### [Provided data]
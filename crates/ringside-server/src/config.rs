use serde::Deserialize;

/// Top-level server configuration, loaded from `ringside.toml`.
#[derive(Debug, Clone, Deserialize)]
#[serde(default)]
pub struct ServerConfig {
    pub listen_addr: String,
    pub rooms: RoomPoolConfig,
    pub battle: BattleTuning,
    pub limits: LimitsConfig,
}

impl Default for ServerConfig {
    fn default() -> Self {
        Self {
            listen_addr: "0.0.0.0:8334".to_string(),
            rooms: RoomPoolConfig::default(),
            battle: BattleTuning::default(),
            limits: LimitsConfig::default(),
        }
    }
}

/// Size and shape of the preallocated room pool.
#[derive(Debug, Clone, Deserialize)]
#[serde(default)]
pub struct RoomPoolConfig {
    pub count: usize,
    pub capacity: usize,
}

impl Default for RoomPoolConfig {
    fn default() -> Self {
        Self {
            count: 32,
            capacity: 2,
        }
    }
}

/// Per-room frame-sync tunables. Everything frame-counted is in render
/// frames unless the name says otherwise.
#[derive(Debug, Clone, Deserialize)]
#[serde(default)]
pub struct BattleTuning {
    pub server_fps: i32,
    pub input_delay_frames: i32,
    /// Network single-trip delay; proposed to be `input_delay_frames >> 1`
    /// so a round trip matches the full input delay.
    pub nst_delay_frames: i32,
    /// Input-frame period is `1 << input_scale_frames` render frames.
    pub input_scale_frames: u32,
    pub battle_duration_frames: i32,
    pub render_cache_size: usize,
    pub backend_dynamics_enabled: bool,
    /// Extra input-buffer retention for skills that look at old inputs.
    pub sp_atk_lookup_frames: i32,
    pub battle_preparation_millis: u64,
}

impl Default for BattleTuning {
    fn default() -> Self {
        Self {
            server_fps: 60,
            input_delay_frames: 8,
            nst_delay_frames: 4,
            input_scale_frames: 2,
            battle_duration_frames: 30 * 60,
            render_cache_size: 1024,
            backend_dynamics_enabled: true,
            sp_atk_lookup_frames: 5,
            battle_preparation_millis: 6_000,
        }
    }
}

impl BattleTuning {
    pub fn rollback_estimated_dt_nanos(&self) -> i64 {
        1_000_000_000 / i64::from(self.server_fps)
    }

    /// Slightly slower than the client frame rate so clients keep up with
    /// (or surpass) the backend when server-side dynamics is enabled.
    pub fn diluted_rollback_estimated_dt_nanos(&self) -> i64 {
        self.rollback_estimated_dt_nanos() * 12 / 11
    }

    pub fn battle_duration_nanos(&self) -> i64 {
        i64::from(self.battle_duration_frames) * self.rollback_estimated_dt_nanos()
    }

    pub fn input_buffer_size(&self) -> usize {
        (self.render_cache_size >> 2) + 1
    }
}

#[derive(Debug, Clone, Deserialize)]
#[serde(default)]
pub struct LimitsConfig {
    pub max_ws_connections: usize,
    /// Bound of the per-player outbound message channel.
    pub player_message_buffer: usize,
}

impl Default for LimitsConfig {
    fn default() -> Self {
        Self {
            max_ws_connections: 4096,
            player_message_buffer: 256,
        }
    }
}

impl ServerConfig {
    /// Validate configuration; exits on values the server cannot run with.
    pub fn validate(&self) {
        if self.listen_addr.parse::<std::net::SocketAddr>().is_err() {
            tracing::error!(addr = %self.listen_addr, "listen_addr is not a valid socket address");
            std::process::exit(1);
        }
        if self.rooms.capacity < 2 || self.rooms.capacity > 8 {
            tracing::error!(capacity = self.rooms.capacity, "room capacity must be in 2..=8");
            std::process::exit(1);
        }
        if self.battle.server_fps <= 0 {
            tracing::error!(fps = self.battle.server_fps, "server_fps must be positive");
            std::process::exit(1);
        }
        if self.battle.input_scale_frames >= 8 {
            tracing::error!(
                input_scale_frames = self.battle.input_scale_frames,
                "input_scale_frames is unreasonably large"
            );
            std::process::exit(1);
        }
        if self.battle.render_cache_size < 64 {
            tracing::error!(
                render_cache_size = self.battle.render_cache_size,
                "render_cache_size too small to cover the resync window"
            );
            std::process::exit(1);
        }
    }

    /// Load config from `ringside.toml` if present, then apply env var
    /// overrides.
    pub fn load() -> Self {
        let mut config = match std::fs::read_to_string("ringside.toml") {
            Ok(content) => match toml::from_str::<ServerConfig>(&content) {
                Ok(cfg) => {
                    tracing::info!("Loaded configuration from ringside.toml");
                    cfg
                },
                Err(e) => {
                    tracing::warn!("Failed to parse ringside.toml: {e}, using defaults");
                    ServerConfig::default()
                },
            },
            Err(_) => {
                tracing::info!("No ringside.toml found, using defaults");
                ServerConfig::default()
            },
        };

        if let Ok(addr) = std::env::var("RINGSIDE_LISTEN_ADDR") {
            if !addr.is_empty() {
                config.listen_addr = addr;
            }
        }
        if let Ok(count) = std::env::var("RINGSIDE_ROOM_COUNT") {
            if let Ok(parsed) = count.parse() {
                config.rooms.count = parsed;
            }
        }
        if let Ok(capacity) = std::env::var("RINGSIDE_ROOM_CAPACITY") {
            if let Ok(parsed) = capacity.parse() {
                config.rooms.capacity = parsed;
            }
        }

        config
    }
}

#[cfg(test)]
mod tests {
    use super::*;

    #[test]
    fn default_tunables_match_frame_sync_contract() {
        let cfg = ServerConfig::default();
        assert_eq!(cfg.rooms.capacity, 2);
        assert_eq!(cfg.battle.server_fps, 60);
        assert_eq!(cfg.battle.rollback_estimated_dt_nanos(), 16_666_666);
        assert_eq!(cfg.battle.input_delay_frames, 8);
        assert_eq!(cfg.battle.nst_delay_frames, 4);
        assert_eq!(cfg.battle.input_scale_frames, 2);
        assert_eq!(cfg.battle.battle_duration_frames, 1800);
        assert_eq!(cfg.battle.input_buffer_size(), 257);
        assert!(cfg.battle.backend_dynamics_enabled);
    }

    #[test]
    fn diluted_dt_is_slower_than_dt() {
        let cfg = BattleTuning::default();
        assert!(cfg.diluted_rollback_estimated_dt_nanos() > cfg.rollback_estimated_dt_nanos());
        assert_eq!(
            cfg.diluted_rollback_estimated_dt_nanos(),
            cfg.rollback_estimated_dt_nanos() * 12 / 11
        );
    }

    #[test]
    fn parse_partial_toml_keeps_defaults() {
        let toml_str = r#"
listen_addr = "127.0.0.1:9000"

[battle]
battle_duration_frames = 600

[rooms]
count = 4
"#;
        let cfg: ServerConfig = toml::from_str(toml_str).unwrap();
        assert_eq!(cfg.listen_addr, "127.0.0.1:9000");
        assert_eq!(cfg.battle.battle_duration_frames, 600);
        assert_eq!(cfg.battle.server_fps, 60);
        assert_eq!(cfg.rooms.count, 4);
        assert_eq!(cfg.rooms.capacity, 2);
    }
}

### [Exercise details]
Using the records given above, list every line that includes the word "configuration".

### [Output of the task]
/// Top-level server configuration, loaded from `ringside.toml`.
    /// Validate configuration; exits on values the server cannot run with.
                    tracing::info!("Loaded configuration from ringside.toml");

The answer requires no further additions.